(Stored items)
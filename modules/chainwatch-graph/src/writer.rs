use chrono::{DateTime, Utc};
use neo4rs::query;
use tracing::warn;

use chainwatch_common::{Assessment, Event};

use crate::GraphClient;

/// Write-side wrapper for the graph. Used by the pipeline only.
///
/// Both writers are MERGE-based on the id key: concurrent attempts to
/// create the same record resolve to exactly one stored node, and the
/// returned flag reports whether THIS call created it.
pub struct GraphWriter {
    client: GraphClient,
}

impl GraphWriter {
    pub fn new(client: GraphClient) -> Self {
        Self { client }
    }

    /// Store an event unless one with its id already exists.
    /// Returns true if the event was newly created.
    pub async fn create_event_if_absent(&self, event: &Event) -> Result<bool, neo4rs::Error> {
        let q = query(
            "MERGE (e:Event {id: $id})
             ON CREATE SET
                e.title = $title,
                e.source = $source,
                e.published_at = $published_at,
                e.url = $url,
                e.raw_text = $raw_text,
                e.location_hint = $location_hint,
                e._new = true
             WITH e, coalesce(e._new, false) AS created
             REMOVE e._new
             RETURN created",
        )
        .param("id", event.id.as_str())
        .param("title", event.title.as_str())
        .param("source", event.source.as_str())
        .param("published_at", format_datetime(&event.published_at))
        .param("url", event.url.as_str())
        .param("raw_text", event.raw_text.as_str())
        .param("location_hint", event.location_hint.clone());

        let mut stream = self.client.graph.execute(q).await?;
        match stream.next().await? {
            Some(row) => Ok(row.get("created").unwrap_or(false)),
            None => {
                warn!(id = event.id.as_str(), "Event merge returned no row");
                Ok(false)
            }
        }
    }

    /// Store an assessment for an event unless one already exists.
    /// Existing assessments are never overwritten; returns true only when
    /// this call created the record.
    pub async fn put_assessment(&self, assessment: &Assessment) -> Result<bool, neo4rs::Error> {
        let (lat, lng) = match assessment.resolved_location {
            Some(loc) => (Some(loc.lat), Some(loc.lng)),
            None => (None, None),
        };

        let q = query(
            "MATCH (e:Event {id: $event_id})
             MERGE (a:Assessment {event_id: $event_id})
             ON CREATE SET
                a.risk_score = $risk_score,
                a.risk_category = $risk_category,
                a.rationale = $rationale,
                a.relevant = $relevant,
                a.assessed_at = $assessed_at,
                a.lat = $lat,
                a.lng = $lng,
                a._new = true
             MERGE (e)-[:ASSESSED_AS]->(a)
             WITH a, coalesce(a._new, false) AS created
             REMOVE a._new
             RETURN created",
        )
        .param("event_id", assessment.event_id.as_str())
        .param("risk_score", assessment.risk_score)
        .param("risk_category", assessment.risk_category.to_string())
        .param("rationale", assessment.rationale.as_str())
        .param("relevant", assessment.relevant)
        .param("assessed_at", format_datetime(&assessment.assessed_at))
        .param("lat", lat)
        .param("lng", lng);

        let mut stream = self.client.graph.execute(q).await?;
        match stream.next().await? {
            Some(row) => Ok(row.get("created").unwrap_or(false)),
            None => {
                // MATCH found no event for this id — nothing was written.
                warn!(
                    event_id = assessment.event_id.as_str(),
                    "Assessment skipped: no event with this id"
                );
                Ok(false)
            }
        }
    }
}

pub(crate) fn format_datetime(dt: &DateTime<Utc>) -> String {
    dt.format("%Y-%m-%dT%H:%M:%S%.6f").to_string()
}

Problem:
Using the entries above, determine how many lines include the string "Error" and write only that number.

Solution for this exercise:
2